Exercise directions:
Pick out the lines below with "enum" and list them.

________

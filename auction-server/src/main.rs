use std::io::IsTerminal;

use anyhow::Result;
use clap::Parser;
use tracing_subscriber::filter::LevelFilter;

use crate::server::start_server;

mod api;
mod auction;
mod config;
mod server;
mod state;
mod store;

#[tokio::main]
async fn main() -> Result<()> {
    // Initialize a Tracing Subscriber
    let fmt_builder = tracing_subscriber::fmt()
        .with_file(false)
        .with_line_number(true)
        .with_thread_ids(true)
        .with_env_filter(
            tracing_subscriber::EnvFilter::builder()
                .with_default_directive(LevelFilter::INFO.into())
                .from_env_lossy(),
        )
        .with_ansi(std::io::stderr().is_terminal());

    // Use the compact formatter if we're in a terminal, otherwise use the JSON formatter.
    if std::io::stderr().is_terminal() {
        tracing::subscriber::set_global_default(fmt_builder.compact().finish())?;
    } else {
        tracing::subscriber::set_global_default(fmt_builder.json().finish())?;
    }

    // Parse the command line arguments, will exit automatically on `--help` or
    // with invalid arguments.
    match config::Options::parse() {
        config::Options::Run(opts) => start_server(opts).await,
    }
}
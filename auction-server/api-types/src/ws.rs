use {
    crate::auction::{
        AuctionId,
        AuctionSnapshot,
        BidCreate,
        BidResult,
    },
    serde::{
        Deserialize,
        Serialize,
    },
    utoipa::ToSchema,
};

#[derive(Deserialize, Clone, ToSchema, Serialize, Debug)]
#[serde(tag = "method", content = "params")]
pub enum ClientMessage {
    #[serde(rename = "subscribe")]
    Subscribe {
        #[schema(value_type = Vec<String>)]
        auction_ids: Vec<AuctionId>,
    },
    #[serde(rename = "unsubscribe")]
    Unsubscribe {
        #[schema(value_type = Vec<String>)]
        auction_ids: Vec<AuctionId>,
    },
    #[serde(rename = "place_bid")]
    PlaceBid {
        #[schema(value_type = String)]
        auction_id: AuctionId,
        bid:        BidCreate,
    },
    /// Best-effort presence signal. The server bumps the auction's viewer
    /// count and undoes it when the connection closes.
    #[serde(rename = "viewer_joined")]
    ViewerJoined {
        #[schema(value_type = String)]
        auction_id: AuctionId,
    },
    #[serde(rename = "viewer_left")]
    ViewerLeft {
        #[schema(value_type = String)]
        auction_id: AuctionId,
    },
}

#[derive(Deserialize, Clone, ToSchema, Serialize, Debug)]
pub struct ClientRequest {
    pub id:  String,
    #[serde(flatten)]
    pub msg: ClientMessage,
}

/// This enum is used to send an update to the client for any subscriptions made.
#[derive(Serialize, Clone, ToSchema, Deserialize, Debug)]
#[serde(tag = "type")]
pub enum ServerUpdateResponse {
    #[serde(rename = "auction_update")]
    AuctionUpdate { auction: AuctionSnapshot },
}

#[derive(Serialize, Clone, ToSchema, Deserialize, Debug)]
#[serde(untagged)]
pub enum APIResponse {
    BidResult(BidResult),
}

#[derive(Serialize, Clone, ToSchema, Deserialize, Debug)]
#[serde(tag = "status", content = "result")]
pub enum ServerResultMessage {
    #[serde(rename = "success")]
    Success(Option<APIResponse>),
    #[serde(rename = "error")]
    Err(String),
}

/// This enum is used to send the result for a specific client request with
/// the same id. Id is only None when the client message is invalid.
#[derive(Serialize, ToSchema, Deserialize, Clone, Debug)]
pub struct ServerResultResponse {
    pub id:     Option<String>,
    #[serde(flatten)]
    pub result: ServerResultMessage,
}

#[cfg(test)]
mod tests {
    use super::*;

    #[test]
    fn client_request_wire_shape() {
        let request: ClientRequest = serde_json::from_str(
            r#"{"id":"1","method":"subscribe","params":{"auction_ids":["b2f0a6a8-58cc-4372-a567-0e02b2c3d479"]}}"#,
        )
        .expect("subscribe envelope should parse");
        assert_eq!(request.id, "1");
        assert!(matches!(
            request.msg,
            ClientMessage::Subscribe { ref auction_ids } if auction_ids.len() == 1
        ));

        let response = ServerResultResponse {
            id:     Some("1".to_string()),
            result: ServerResultMessage::Success(None),
        };
        let serialized = serde_json::to_value(&response).expect("response should serialize");
        assert_eq!(serialized["status"], "success");
        assert_eq!(serialized["id"], "1");
    }
}
use {
    super::Repository,
    crate::{
        api::RestError,
        auction::entities,
        store::TransactionDecision,
    },
};

impl Repository {
    /// Typed atomic update of one auction record. The transform runs inside
    /// the store's transaction, so under contention it is re-invoked against
    /// the freshly committed record; a rejection on the final attempt is the
    /// definitive outcome. Returns the committed record.
    pub async fn update_auction<F>(
        &self,
        auction_id: entities::AuctionId,
        mut transform: F,
    ) -> Result<entities::AuctionRecord, RestError>
    where
        F: FnMut(&entities::AuctionRecord) -> Result<entities::AuctionRecord, RestError>,
    {
        let mut rejection: Option<RestError> = None;
        let outcome = self
            .db
            .atomic_update(
                &entities::AuctionRecord::key_path(auction_id),
                |current| {
                    rejection = None;
                    let Some(value) = current else {
                        rejection = Some(RestError::AuctionNotFound);
                        return TransactionDecision::Abort;
                    };
                    let record: entities::AuctionRecord =
                        match serde_json::from_value(value.clone()) {
                            Ok(record) => record,
                            Err(err) => {
                                tracing::error!(
                                    error = %err,
                                    auction_id = %auction_id,
                                    "Malformed auction record in store"
                                );
                                rejection = Some(RestError::TransactionFailed);
                                return TransactionDecision::Abort;
                            }
                        };
                    match transform(&record) {
                        Ok(next) => match serde_json::to_value(&next) {
                            Ok(next_value) => TransactionDecision::Commit(next_value),
                            Err(err) => {
                                tracing::error!(
                                    error = %err,
                                    auction_id = %auction_id,
                                    "Failed to serialize updated auction record"
                                );
                                rejection = Some(RestError::TransactionFailed);
                                TransactionDecision::Abort
                            }
                        },
                        Err(err) => {
                            rejection = Some(err);
                            TransactionDecision::Abort
                        }
                    }
                },
            )
            .await
            .map_err(|err| {
                tracing::error!(
                    error = %err,
                    transient = err.is_transient(),
                    auction_id = %auction_id,
                    "Auction transaction failed"
                );
                RestError::TransactionFailed
            })?;

        if !outcome.committed {
            return Err(rejection.unwrap_or(RestError::TransactionFailed));
        }
        outcome
            .value
            .and_then(|value| serde_json::from_value(value).ok())
            .ok_or(RestError::TransactionFailed)
    }
}
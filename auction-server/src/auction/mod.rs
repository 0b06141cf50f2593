pub mod entities;
pub mod repository;
pub mod service;
use {
    crate::{
        api::ws::UpdateEvent,
        auction::entities,
        store::DocumentStore,
    },
    futures::{
        Stream,
        StreamExt,
    },
    tokio::sync::broadcast,
};

mod add_auction;
mod get_auction;
mod update_auction;
mod update_viewer_count;
mod watch_auction;

/// Adapter between the domain `AuctionRecord` shape and the key-path store.
/// Scoped to `auctions/{auction_id}` paths; carries no business logic.
/// Websocket broadcasts are driven off the store's per-path watch rather
/// than sent by whichever committer finishes first, so subscribers observe
/// commits in commit order.
pub struct Repository {
    db:           DocumentStore,
    event_sender: broadcast::Sender<UpdateEvent>,
}

impl Repository {
    pub fn new(db: DocumentStore, event_sender: broadcast::Sender<UpdateEvent>) -> Self {
        Self { db, event_sender }
    }

    /// Forward every committed record for one auction onto the server-wide
    /// event channel, in the order the store committed them. Runs until the
    /// record is removed from the store.
    fn spawn_update_forwarder(
        &self,
        updates: impl Stream<Item = entities::AuctionRecord> + Send + 'static,
    ) {
        let event_sender = self.event_sender.clone();
        tokio::spawn(async move {
            futures::pin_mut!(updates);
            while let Some(record) = updates.next().await {
                // Nobody listening is fine, e.g. before the first websocket
                // connects.
                let _ = event_sender.send(UpdateEvent::AuctionUpdate(record.into()));
            }
        });
    }
}
use {
    super::RestError,
    crate::{
        auction::service::{
            get_auction::GetAuctionInput,
            submit_bid::SubmitBidInput,
            track_viewers::TrackViewerInput,
        },
        server::{
            EXIT_CHECK_INTERVAL,
            SHOULD_EXIT,
        },
        state::Store,
    },
    anyhow::{
        anyhow,
        Result,
    },
    axum::{
        extract::{
            ws::{
                Message,
                WebSocket,
            },
            State,
            WebSocketUpgrade,
        },
        http::HeaderMap,
        response::IntoResponse,
    },
    futures::{
        stream::{
            SplitSink,
            SplitStream,
        },
        SinkExt,
        StreamExt,
    },
    live_auction_api_types::{
        auction::{
            AuctionId,
            AuctionSnapshot,
            BidCreate,
            BidResult,
        },
        ws::{
            APIResponse,
            ClientMessage,
            ClientRequest,
            ServerResultMessage,
            ServerResultResponse,
            ServerUpdateResponse,
        },
    },
    std::{
        collections::{
            HashMap,
            HashSet,
        },
        net::IpAddr,
        sync::{
            atomic::{
                AtomicUsize,
                Ordering,
            },
            Arc,
        },
        time::Duration,
    },
    tokio::sync::{
        broadcast,
        RwLock,
    },
    tracing::instrument,
};

pub struct WsState {
    pub requester_ip_header_name: String,
    subscriber_counter:           AtomicUsize,
    subscriber_per_ip:            RwLock<HashMap<IpAddr, HashSet<SubscriberId>>>,
    pub broadcast_sender:         broadcast::Sender<UpdateEvent>,
    pub broadcast_receiver:       broadcast::Receiver<UpdateEvent>,
}

const MAXIMUM_SUBSCRIBERS_PER_IP: usize = 10;

impl WsState {
    pub fn new(
        requester_ip_header_name: String,
        broadcast_sender: broadcast::Sender<UpdateEvent>,
        broadcast_receiver: broadcast::Receiver<UpdateEvent>,
    ) -> Self {
        Self {
            requester_ip_header_name,
            subscriber_counter: AtomicUsize::new(0),
            subscriber_per_ip: RwLock::new(HashMap::new()),
            broadcast_sender,
            broadcast_receiver,
        }
    }

    /// If the specified IP address has too many open websocket connections, this function will
    /// return none. Otherwise, it will return the new subscriber id.
    pub async fn get_new_subscriber_id(&self, ip: Option<IpAddr>) -> Option<SubscriberId> {
        let id = self.subscriber_counter.fetch_add(1, Ordering::SeqCst);
        if let Some(ip) = ip {
            let mut write_guard = self.subscriber_per_ip.write().await;
            let ids = write_guard.entry(ip).or_insert_with(HashSet::new);
            if ids.len() >= MAXIMUM_SUBSCRIBERS_PER_IP {
                return None;
            }
            ids.insert(id);
        }
        Some(id)
    }

    pub async fn remove_subscriber(&self, id: SubscriberId, ip: Option<IpAddr>) {
        if let Some(ip) = ip {
            let mut write_guard = self.subscriber_per_ip.write().await;
            if let Some(ids) = write_guard.get_mut(&ip) {
                ids.remove(&id);
                if ids.is_empty() {
                    write_guard.remove(&ip);
                }
            }
        }
    }
}

pub async fn ws_route_handler(
    ws: WebSocketUpgrade,
    State(store): State<Arc<Store>>,
    headers: HeaderMap,
) -> impl IntoResponse {
    let ws_state = &store.ws;
    let requester_ip = headers
        .get(ws_state.requester_ip_header_name.as_str())
        .and_then(|value| value.to_str().ok())
        .and_then(|value| value.split(',').next()) // Only take the first ip if there are multiple
        .and_then(|value| value.parse().ok());

    if requester_ip.is_none() {
        tracing::warn!("Failed to get requester IP address");
    }

    match ws_state.get_new_subscriber_id(requester_ip).await {
        Some(subscriber_id) => ws.on_upgrade(move |socket| {
            websocket_handler(socket, store, subscriber_id, requester_ip)
        }),
        None => RestError::TooManyOpenWebsocketConnections.into_response(),
    }
}

async fn websocket_handler(
    stream: WebSocket,
    store: Arc<Store>,
    subscriber_id: SubscriberId,
    requester_ip: Option<IpAddr>,
) {
    let (sender, receiver) = stream.split();
    let new_receiver = store.ws.broadcast_receiver.resubscribe();
    let mut subscriber = Subscriber::new(subscriber_id, store.clone(), new_receiver, receiver, sender);
    subscriber.run().await;
    subscriber.clear_presence().await;
    store.ws.remove_subscriber(subscriber_id, requester_ip).await;
}

#[derive(Clone, Debug, PartialEq)]
pub enum UpdateEvent {
    AuctionUpdate(AuctionSnapshot),
}

pub type SubscriberId = usize;

/// Subscriber is an actor that handles a single websocket connection.
/// It listens to the store for auction updates and forwards the ones the
/// client subscribed to.
pub struct Subscriber {
    id:                  SubscriberId,
    closed:              bool,
    store:               Arc<Store>,
    notify_receiver:     broadcast::Receiver<UpdateEvent>,
    receiver:            SplitStream<WebSocket>,
    sender:              SplitSink<WebSocket, Message>,
    auction_ids:         HashSet<AuctionId>,
    viewing:             HashSet<AuctionId>,
    ping_interval:       tokio::time::Interval,
    exit_check_interval: tokio::time::Interval,
    responded_to_ping:   bool,
}

const PING_INTERVAL_DURATION: Duration = Duration::from_secs(30);

fn ok_response(id: String) -> ServerResultResponse {
    ServerResultResponse {
        id:     Some(id),
        result: ServerResultMessage::Success(None),
    }
}

fn error_response(id: Option<String>, error: &RestError) -> ServerResultResponse {
    ServerResultResponse {
        id,
        result: ServerResultMessage::Err(error.to_status_and_message().1),
    }
}

impl Subscriber {
    pub fn new(
        id: SubscriberId,
        store: Arc<Store>,
        notify_receiver: broadcast::Receiver<UpdateEvent>,
        receiver: SplitStream<WebSocket>,
        sender: SplitSink<WebSocket, Message>,
    ) -> Self {
        Self {
            id,
            closed: false,
            store,
            notify_receiver,
            receiver,
            sender,
            auction_ids: HashSet::new(),
            viewing: HashSet::new(),
            ping_interval: tokio::time::interval(PING_INTERVAL_DURATION),
            exit_check_interval: tokio::time::interval(EXIT_CHECK_INTERVAL),
            responded_to_ping: true, // We start with true so we don't close the connection immediately
        }
    }

    pub async fn run(&mut self) {
        while !self.closed {
            if let Err(e) = self.handle_next().await {
                tracing::debug!(subscriber = self.id, error = ?e, "Error Handling Subscriber Message.");
                break;
            }
        }
    }

    /// Undo the presence signals this connection contributed. Best-effort,
    /// like the counters themselves.
    pub async fn clear_presence(&mut self) {
        for auction_id in self.viewing.drain() {
            let _ = self
                .store
                .service
                .viewer_left(TrackViewerInput { auction_id })
                .await;
        }
    }

    async fn handle_next(&mut self) -> Result<()> {
        tokio::select! {
            maybe_update_event = self.notify_receiver.recv() => {
                match maybe_update_event {
                    Ok(event) => self.handle_update(event).await,
                    Err(e) => Err(anyhow!("Error receiving update event: {:?}", e)),
                }
            },
            maybe_message_or_err = self.receiver.next() => {
                self.handle_client_message(
                    maybe_message_or_err.ok_or(anyhow!("Client channel is closed"))??
                ).await
            },
            _ = self.ping_interval.tick() => {
                if !self.responded_to_ping {
                    return Err(anyhow!("Subscriber did not respond to ping. Closing connection."));
                }
                self.responded_to_ping = false;
                self.sender.send(Message::Ping(vec![])).await?;
                Ok(())
            },
            _ = self.exit_check_interval.tick() => {
                if SHOULD_EXIT.load(Ordering::Acquire) {
                    self.sender.close().await?;
                    self.closed = true;
                    return Err(anyhow!("Application is shutting down. Closing connection."));
                }
                Ok(())
            }
        }
    }

    #[instrument(skip_all, fields(subscriber = self.id))]
    async fn handle_update(&mut self, event: UpdateEvent) -> Result<()> {
        let UpdateEvent::AuctionUpdate(auction) = event;
        if !self.auction_ids.contains(&auction.id) {
            // Irrelevant update
            return Ok(());
        }
        let message = serde_json::to_string(&ServerUpdateResponse::AuctionUpdate { auction })?;
        self.sender.send(message.into()).await?;
        Ok(())
    }

    async fn send_response(&mut self, response: ServerResultResponse) -> Result<()> {
        self.sender
            .send(serde_json::to_string(&response)?.into())
            .await?;
        Ok(())
    }

    /// Subscribe to a set of auctions. Rejects the whole request if any id
    /// is unknown, otherwise confirms and pushes the current snapshot of
    /// each auction so the client starts from committed state.
    async fn handle_subscribe(
        &mut self,
        message_id: String,
        auction_ids: Vec<AuctionId>,
    ) -> Result<()> {
        let mut snapshots: Vec<AuctionSnapshot> = Vec::with_capacity(auction_ids.len());
        for auction_id in &auction_ids {
            match self
                .store
                .service
                .get_auction(GetAuctionInput {
                    auction_id: *auction_id,
                })
                .await
            {
                Ok(record) => snapshots.push(record.into()),
                Err(_) => {
                    return self
                        .send_response(ServerResultResponse {
                            id:     Some(message_id),
                            result: ServerResultMessage::Err(format!(
                                "Auction with id {} not found",
                                auction_id
                            )),
                        })
                        .await;
                }
            }
        }
        self.auction_ids.extend(auction_ids);
        self.send_response(ok_response(message_id)).await?;
        for auction in snapshots {
            let message = serde_json::to_string(&ServerUpdateResponse::AuctionUpdate { auction })?;
            self.sender.send(message.into()).await?;
        }
        Ok(())
    }

    async fn handle_unsubscribe(
        &mut self,
        message_id: String,
        auction_ids: Vec<AuctionId>,
    ) -> Result<()> {
        self.auction_ids
            .retain(|auction_id| !auction_ids.contains(auction_id));
        self.send_response(ok_response(message_id)).await
    }

    async fn handle_place_bid(
        &mut self,
        message_id: String,
        auction_id: AuctionId,
        bid: BidCreate,
    ) -> Result<()> {
        let response = match self
            .store
            .service
            .submit_bid(SubmitBidInput {
                auction_id,
                amount: bid.amount,
                bidder: bid.bidder,
            })
            .await
        {
            Ok(receipt) => ServerResultResponse {
                id:     Some(message_id),
                result: ServerResultMessage::Success(Some(APIResponse::BidResult(BidResult {
                    status:   "OK".to_string(),
                    amount:   receipt.amount,
                    end_time: receipt.end_time,
                }))),
            },
            Err(e) => error_response(Some(message_id), &e),
        };
        self.send_response(response).await
    }

    async fn handle_viewer_joined(
        &mut self,
        message_id: String,
        auction_id: AuctionId,
    ) -> Result<()> {
        // One presence count per auction per connection.
        let response = if self.viewing.insert(auction_id) {
            match self
                .store
                .service
                .viewer_joined(TrackViewerInput { auction_id })
                .await
            {
                Ok(()) => ok_response(message_id),
                Err(e) => {
                    self.viewing.remove(&auction_id);
                    error_response(Some(message_id), &e)
                }
            }
        } else {
            ok_response(message_id)
        };
        self.send_response(response).await
    }

    async fn handle_viewer_left(
        &mut self,
        message_id: String,
        auction_id: AuctionId,
    ) -> Result<()> {
        let response = if self.viewing.remove(&auction_id) {
            match self
                .store
                .service
                .viewer_left(TrackViewerInput { auction_id })
                .await
            {
                Ok(()) => ok_response(message_id),
                Err(e) => error_response(Some(message_id), &e),
            }
        } else {
            ok_response(message_id)
        };
        self.send_response(response).await
    }

    #[instrument(skip_all, fields(subscriber = self.id))]
    async fn handle_client_message(&mut self, message: Message) -> Result<()> {
        let maybe_client_message = match message {
            Message::Close(_) => {
                // Closing the connection. Send the close message to gracefully
                // shut down the connection, otherwise the client might get an
                // abnormal Websocket closure error.
                self.sender.close().await?;
                self.closed = true;
                return Ok(());
            }
            Message::Text(text) => serde_json::from_str::<ClientRequest>(&text),
            Message::Binary(data) => serde_json::from_slice::<ClientRequest>(&data),
            Message::Ping(_) => {
                // Axum will send Pong automatically
                return Ok(());
            }
            Message::Pong(_) => {
                self.responded_to_ping = true;
                return Ok(());
            }
        };

        match maybe_client_message {
            Err(e) => {
                self.send_response(ServerResultResponse {
                    id:     None,
                    result: ServerResultMessage::Err(e.to_string()),
                })
                .await
            }
            Ok(ClientRequest { msg, id }) => match msg {
                ClientMessage::Subscribe { auction_ids } => {
                    self.handle_subscribe(id, auction_ids).await
                }
                ClientMessage::Unsubscribe { auction_ids } => {
                    self.handle_unsubscribe(id, auction_ids).await
                }
                ClientMessage::PlaceBid { auction_id, bid } => {
                    self.handle_place_bid(id, auction_id, bid).await
                }
                ClientMessage::ViewerJoined { auction_id } => {
                    self.handle_viewer_joined(id, auction_id).await
                }
                ClientMessage::ViewerLeft { auction_id } => {
                    self.handle_viewer_left(id, auction_id).await
                }
            },
        }
    }
}
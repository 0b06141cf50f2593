use {
    super::Repository,
    crate::{
        api::RestError,
        auction::entities,
    },
};

impl Repository {
    pub async fn add_auction(&self, record: &entities::AuctionRecord) -> Result<(), RestError> {
        let value = serde_json::to_value(record).map_err(|err| {
            tracing::error!(error = %err, auction_id = %record.id, "Failed to serialize auction record");
            RestError::TransactionFailed
        })?;
        self.db
            .write(&entities::AuctionRecord::key_path(record.id), value)
            .await
            .map_err(|err| {
                tracing::error!(
                    error = %err,
                    transient = err.is_transient(),
                    auction_id = %record.id,
                    "Failed to create auction record"
                );
                RestError::TransactionFailed
            })?;
        // The forwarder delivers the fresh record as its initial value, then
        // every later commit.
        self.spawn_update_forwarder(self.watch_auction(record.id).await?);
        Ok(())
    }
}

________

Answer to this exercise:
pub enum ClientMessage {
/// This enum is used to send an update to the client for any subscriptions made.
pub enum ServerUpdateResponse {
pub enum APIResponse {
pub enum ServerResultMessage {
/// This enum is used to send the result for a specific client request with
pub enum UpdateEvent {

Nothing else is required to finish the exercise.